• **EXERCISE INSTRUCTIONS**
Every line below that has the string "ComponentHandle" needs to be copied.

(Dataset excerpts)
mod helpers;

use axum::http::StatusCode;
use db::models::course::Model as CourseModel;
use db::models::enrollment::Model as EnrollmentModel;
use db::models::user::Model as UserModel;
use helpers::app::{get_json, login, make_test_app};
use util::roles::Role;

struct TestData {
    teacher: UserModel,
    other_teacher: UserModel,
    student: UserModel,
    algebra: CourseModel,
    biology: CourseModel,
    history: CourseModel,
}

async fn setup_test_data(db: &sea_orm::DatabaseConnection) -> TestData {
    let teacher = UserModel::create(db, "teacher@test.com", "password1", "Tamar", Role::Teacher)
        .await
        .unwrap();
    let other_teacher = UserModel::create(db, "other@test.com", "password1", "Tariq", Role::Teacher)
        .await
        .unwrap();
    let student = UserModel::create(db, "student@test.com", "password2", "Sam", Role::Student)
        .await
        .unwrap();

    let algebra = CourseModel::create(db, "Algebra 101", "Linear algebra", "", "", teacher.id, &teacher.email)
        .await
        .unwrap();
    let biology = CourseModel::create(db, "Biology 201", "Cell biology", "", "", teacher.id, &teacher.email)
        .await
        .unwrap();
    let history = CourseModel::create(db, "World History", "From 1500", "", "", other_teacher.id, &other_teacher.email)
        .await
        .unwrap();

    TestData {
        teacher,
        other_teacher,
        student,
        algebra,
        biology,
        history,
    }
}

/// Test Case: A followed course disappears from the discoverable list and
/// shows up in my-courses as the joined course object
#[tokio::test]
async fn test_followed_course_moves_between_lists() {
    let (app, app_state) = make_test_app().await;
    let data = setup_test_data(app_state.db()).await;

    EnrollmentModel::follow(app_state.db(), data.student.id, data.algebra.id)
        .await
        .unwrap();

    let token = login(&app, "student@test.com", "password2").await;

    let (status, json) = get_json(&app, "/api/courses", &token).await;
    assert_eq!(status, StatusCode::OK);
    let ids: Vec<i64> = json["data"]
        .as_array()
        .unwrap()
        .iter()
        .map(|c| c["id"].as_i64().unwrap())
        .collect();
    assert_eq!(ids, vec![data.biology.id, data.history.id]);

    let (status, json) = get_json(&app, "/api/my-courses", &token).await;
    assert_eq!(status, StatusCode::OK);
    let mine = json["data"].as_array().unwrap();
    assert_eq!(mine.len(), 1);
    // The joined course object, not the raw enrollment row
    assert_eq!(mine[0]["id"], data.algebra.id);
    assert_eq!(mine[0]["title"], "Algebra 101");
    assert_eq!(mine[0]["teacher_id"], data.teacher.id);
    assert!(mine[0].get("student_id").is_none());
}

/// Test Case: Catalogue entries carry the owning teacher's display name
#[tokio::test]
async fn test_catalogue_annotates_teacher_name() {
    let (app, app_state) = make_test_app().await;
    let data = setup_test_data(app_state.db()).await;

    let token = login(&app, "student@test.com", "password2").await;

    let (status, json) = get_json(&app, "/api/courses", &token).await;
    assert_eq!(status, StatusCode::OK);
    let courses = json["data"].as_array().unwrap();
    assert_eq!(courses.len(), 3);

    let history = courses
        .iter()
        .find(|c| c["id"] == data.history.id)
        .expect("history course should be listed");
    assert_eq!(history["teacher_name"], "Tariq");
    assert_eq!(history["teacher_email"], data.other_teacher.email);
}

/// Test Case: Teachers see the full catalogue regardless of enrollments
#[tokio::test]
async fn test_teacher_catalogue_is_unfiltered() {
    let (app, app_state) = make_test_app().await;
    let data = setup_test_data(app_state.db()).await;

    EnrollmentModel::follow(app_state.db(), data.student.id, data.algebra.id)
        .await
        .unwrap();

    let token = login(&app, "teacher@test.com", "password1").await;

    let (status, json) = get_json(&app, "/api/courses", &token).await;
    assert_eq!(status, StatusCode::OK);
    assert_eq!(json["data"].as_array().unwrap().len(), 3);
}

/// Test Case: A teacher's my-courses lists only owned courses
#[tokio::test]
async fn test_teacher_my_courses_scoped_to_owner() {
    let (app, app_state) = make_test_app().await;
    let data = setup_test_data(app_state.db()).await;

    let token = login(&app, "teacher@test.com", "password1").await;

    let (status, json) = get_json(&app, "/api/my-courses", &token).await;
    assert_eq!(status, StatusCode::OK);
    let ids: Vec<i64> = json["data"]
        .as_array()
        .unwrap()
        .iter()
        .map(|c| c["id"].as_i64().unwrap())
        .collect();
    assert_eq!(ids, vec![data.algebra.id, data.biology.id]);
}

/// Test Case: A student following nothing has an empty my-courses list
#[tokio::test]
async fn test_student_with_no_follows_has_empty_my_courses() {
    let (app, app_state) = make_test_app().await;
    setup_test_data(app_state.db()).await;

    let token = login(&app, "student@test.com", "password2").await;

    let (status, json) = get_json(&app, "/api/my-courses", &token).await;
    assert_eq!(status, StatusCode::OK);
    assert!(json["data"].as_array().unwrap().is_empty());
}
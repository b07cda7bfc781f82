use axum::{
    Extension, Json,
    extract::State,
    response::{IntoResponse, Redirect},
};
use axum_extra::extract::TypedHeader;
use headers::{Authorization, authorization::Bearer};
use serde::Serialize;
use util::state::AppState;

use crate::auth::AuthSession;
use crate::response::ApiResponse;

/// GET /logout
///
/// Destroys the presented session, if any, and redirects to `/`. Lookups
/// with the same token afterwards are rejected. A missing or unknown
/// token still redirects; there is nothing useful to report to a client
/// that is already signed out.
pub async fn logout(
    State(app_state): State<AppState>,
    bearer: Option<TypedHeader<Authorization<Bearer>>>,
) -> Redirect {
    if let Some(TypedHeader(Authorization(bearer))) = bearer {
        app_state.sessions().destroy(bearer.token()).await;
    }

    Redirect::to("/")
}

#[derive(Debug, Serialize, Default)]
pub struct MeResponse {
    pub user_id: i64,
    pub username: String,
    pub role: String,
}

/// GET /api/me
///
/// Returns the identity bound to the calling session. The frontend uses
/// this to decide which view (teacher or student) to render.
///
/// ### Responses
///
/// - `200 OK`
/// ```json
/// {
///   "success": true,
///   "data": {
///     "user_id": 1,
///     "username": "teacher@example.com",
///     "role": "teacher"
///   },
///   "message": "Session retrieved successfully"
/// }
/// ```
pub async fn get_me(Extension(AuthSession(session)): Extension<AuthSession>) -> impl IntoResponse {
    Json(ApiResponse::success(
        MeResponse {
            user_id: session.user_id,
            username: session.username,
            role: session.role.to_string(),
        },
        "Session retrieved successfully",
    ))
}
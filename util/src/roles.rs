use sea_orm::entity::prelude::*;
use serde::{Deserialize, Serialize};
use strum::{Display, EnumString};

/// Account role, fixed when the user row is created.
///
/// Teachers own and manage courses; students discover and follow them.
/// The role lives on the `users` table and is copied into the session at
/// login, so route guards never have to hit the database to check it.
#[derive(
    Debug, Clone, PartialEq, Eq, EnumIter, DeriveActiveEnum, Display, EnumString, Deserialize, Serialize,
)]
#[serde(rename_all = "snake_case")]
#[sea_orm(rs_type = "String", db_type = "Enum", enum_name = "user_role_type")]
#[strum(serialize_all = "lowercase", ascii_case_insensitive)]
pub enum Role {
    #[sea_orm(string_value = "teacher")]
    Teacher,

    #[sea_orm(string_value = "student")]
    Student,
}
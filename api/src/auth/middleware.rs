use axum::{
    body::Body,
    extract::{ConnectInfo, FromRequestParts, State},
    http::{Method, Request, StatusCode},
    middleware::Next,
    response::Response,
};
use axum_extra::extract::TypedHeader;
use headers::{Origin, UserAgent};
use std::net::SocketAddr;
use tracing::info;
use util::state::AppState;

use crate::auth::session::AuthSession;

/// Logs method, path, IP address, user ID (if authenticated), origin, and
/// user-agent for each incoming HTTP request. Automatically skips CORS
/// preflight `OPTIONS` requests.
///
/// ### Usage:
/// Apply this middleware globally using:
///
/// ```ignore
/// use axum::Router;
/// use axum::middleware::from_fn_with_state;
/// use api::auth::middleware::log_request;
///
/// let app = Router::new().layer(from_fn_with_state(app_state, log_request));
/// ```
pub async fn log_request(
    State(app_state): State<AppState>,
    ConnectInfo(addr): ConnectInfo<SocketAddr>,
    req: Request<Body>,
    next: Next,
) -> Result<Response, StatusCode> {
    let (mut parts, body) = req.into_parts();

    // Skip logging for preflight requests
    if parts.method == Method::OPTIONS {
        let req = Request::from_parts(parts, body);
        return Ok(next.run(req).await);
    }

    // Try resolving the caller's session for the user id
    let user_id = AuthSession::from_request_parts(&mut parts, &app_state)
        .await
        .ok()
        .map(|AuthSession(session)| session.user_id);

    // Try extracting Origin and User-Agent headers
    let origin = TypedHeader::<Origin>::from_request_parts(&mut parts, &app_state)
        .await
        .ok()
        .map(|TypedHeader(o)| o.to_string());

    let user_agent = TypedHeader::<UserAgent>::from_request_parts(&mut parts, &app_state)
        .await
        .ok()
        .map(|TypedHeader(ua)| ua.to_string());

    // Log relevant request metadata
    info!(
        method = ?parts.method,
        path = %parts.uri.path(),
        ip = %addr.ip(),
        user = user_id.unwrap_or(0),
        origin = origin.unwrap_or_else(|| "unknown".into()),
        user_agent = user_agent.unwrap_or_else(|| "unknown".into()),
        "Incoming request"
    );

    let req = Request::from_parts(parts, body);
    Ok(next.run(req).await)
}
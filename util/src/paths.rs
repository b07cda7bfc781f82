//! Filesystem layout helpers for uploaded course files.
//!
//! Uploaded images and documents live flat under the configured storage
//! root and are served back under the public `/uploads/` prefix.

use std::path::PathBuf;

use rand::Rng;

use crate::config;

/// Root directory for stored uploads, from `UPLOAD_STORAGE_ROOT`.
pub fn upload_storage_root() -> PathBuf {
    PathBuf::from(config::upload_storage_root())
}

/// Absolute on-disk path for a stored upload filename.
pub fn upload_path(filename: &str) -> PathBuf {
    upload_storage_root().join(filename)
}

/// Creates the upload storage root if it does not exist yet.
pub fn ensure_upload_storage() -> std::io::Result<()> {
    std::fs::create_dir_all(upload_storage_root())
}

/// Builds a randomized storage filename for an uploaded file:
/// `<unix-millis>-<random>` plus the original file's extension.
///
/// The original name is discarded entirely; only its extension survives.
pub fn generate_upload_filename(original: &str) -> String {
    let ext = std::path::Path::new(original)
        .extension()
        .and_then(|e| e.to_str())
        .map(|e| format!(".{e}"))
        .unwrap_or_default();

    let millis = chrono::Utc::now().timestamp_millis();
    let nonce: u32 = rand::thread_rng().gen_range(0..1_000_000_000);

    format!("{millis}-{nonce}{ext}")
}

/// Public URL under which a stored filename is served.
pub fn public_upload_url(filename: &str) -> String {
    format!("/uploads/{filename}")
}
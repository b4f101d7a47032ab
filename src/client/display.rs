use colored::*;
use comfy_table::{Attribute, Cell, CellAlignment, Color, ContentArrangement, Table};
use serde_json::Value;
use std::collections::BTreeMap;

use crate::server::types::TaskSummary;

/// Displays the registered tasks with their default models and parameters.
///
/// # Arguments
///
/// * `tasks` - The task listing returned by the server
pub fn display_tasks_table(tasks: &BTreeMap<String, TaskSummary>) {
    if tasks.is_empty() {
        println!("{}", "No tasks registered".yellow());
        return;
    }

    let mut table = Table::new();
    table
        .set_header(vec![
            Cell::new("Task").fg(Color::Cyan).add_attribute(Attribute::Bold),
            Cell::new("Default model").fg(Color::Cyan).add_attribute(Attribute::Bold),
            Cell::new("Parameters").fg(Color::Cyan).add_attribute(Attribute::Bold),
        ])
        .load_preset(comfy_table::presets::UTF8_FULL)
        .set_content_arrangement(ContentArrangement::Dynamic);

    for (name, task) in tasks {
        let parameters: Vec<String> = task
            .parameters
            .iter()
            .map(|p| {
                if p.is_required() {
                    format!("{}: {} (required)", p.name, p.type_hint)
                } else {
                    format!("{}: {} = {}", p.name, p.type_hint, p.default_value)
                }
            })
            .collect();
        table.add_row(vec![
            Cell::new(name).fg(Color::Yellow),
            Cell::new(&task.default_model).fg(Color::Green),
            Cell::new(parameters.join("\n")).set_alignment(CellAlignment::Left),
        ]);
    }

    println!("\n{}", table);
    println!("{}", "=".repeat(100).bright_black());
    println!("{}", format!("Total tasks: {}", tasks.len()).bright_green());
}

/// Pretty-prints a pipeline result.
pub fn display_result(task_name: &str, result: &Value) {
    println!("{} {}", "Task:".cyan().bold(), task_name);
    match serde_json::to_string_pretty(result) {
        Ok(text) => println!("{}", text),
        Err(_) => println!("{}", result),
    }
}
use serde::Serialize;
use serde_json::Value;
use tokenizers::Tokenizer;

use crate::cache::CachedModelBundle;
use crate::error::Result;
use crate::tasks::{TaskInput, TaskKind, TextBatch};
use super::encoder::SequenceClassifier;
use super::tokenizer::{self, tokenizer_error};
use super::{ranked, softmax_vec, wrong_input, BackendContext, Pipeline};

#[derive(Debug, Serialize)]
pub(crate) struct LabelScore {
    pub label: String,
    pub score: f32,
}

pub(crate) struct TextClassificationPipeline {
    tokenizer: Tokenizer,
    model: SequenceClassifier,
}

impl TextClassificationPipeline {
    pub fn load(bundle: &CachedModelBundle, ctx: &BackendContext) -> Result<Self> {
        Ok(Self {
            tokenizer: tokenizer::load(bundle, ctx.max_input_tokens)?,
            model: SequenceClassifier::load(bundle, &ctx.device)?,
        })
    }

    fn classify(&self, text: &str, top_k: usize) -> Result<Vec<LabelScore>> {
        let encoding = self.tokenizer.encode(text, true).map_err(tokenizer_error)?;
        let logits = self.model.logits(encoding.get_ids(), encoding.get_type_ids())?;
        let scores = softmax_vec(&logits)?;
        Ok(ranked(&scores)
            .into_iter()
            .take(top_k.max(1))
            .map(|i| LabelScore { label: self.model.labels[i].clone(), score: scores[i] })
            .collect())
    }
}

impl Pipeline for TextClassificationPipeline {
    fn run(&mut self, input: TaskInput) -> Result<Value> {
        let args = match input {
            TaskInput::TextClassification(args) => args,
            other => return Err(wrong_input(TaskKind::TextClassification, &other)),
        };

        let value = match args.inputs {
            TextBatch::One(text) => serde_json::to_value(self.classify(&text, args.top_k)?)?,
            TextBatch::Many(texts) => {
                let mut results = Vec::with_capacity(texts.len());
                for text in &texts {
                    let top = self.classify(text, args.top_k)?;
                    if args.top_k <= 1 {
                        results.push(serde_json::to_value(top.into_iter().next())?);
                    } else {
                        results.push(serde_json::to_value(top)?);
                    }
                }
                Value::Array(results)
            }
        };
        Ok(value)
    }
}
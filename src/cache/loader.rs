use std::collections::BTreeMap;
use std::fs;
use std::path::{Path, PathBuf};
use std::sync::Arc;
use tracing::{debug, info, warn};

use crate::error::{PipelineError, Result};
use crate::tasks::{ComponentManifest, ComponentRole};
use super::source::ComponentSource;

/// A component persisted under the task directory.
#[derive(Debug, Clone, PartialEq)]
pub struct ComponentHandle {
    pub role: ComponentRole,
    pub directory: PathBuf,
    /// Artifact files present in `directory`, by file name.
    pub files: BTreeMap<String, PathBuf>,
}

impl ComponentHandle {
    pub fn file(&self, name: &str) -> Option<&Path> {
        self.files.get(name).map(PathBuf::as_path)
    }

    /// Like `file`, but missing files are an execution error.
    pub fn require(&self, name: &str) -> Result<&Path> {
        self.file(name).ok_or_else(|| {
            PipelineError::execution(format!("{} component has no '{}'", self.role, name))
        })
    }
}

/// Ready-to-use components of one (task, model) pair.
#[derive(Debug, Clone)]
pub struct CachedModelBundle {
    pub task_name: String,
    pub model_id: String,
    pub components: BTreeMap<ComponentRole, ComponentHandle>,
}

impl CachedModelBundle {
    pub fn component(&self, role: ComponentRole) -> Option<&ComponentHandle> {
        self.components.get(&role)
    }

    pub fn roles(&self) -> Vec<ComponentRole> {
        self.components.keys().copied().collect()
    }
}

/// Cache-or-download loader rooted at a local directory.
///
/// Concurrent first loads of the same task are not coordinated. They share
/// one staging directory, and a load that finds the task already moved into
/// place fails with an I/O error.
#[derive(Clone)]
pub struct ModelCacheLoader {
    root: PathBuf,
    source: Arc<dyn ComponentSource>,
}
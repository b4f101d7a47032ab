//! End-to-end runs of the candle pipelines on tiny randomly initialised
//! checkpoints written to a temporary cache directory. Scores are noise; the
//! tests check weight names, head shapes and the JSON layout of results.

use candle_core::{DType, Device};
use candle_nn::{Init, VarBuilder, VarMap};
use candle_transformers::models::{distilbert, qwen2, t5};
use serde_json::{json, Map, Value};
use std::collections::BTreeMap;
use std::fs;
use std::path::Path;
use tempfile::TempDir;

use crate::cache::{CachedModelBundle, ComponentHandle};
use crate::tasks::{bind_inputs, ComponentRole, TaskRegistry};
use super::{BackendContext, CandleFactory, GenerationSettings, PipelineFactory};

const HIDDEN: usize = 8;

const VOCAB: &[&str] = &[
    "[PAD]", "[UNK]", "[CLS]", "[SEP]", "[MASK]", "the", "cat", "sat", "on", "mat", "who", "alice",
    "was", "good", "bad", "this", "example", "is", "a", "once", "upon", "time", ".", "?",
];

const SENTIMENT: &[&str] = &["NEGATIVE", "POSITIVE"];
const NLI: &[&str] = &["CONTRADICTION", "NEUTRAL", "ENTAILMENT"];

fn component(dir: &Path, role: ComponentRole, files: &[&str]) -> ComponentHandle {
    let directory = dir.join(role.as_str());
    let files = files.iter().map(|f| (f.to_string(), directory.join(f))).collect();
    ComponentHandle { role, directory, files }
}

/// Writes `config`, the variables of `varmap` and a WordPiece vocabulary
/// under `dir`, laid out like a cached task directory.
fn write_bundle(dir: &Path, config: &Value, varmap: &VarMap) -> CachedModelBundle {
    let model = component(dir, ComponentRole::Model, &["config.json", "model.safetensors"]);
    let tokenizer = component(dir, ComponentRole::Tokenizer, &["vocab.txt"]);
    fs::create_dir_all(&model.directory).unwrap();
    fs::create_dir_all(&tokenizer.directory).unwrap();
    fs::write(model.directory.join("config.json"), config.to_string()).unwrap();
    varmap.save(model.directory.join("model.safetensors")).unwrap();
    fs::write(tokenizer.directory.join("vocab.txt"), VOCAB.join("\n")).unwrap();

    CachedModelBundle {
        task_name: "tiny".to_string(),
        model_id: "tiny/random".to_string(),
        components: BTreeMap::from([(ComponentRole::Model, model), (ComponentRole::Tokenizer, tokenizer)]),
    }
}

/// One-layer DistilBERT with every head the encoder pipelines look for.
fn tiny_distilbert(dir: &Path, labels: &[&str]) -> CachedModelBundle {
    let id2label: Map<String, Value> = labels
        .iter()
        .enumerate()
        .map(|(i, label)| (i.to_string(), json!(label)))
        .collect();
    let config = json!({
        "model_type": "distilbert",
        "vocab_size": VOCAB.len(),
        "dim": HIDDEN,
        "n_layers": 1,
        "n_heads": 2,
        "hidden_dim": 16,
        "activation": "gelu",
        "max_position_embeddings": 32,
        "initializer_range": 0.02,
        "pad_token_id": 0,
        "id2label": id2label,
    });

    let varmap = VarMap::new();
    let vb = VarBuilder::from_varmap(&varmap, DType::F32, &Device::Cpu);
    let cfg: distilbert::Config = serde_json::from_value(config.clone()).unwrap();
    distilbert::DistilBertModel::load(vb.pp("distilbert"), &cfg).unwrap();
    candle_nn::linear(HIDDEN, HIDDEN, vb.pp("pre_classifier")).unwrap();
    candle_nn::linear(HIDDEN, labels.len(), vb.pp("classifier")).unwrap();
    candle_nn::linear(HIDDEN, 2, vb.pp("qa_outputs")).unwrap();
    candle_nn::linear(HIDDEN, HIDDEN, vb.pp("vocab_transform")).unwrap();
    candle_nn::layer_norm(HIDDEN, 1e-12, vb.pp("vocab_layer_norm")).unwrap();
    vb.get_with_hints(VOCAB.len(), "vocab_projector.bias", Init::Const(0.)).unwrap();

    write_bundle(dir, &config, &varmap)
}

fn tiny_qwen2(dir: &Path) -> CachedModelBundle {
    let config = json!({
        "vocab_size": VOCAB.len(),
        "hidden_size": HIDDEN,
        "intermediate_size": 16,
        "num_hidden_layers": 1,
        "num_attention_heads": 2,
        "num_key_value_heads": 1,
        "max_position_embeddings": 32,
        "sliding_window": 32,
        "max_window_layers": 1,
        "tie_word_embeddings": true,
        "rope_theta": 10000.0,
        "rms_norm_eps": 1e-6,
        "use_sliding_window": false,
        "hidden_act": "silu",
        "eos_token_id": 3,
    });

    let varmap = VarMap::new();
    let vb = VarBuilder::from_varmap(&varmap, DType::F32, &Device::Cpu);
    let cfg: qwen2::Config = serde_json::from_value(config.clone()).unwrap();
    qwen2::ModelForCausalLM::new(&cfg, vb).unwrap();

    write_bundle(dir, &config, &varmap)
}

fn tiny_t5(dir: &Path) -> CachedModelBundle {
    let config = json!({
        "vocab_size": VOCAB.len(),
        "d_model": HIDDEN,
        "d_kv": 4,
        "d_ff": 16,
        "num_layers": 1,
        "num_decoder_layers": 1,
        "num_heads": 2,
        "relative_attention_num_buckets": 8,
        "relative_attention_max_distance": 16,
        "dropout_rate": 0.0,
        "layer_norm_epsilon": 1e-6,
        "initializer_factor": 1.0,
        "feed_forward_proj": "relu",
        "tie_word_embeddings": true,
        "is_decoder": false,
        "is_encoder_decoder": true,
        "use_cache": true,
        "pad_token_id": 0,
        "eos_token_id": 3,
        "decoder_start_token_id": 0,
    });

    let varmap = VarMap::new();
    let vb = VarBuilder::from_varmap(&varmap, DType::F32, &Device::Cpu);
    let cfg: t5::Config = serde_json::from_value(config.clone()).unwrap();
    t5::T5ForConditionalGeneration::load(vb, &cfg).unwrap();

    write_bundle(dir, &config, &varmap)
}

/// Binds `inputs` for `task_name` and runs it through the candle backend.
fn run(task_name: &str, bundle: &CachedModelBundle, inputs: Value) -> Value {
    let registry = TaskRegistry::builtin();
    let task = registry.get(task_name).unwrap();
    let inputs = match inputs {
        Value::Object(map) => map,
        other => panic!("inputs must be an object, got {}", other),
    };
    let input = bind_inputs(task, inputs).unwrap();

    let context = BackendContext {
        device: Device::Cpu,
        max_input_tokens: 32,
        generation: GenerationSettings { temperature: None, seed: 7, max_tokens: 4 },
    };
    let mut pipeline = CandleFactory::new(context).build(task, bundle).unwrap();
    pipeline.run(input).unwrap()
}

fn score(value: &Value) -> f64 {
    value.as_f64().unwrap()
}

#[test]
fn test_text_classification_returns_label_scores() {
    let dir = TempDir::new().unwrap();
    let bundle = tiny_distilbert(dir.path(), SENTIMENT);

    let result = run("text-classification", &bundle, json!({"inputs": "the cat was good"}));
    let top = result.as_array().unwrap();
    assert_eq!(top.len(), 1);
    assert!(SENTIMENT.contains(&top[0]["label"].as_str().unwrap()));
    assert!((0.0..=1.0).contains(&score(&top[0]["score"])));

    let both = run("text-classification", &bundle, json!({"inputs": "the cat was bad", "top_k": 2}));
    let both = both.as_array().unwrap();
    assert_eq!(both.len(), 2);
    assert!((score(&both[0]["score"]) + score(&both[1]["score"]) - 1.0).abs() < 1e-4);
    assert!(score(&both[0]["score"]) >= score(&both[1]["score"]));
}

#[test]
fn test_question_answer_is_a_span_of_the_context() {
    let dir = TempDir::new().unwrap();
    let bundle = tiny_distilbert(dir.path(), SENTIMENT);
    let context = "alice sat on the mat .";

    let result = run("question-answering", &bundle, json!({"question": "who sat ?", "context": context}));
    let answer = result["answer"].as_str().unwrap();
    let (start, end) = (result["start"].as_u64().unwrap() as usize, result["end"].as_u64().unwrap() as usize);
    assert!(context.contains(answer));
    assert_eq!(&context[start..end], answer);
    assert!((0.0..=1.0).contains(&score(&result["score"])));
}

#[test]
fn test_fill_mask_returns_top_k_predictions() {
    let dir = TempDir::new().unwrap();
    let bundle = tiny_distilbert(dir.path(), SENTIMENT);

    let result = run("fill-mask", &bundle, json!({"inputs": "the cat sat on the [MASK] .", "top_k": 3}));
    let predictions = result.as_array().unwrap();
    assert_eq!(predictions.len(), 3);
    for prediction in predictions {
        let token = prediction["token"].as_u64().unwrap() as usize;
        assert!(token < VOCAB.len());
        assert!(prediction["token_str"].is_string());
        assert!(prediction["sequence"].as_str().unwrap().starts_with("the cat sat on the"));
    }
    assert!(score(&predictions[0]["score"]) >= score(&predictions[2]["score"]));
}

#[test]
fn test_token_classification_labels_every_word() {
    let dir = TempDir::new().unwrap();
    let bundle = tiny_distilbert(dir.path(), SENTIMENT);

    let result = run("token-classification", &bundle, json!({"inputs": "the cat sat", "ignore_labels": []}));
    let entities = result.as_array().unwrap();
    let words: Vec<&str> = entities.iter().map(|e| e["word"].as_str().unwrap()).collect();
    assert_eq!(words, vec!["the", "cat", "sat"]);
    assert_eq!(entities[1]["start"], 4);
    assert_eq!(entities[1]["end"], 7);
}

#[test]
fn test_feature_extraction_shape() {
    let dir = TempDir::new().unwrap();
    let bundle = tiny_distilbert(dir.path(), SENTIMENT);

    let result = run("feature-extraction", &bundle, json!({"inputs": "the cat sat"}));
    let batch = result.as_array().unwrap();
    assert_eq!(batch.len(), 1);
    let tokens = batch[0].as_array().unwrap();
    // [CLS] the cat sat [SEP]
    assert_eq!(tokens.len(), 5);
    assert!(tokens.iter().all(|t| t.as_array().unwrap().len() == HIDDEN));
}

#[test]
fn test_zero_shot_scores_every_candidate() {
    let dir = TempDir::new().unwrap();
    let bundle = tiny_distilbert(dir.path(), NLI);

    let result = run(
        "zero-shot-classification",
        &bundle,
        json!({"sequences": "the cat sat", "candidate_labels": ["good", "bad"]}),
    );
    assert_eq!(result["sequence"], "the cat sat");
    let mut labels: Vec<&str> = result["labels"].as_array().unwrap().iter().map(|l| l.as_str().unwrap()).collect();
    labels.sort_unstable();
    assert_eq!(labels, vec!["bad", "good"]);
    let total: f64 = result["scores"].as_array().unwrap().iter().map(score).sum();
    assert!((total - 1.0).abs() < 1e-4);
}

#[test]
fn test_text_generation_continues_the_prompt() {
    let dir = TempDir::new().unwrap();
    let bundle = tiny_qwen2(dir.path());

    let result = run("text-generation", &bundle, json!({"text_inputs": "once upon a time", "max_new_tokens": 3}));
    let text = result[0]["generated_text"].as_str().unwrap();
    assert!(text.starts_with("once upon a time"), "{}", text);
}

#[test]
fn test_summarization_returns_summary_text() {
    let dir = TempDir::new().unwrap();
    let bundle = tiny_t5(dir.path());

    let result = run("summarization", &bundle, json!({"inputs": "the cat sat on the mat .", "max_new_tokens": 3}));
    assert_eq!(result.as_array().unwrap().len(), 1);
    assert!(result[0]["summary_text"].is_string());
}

• **ANSWER SPACE**
pub struct ComponentHandle {
impl ComponentHandle {
    pub components: BTreeMap<ComponentRole, ComponentHandle>,
    pub fn component(&self, role: ComponentRole) -> Option<&ComponentHandle> {
use crate::cache::{CachedModelBundle, ComponentHandle};
fn component(dir: &Path, role: ComponentRole, files: &[&str]) -> ComponentHandle {
    ComponentHandle { role, directory, files }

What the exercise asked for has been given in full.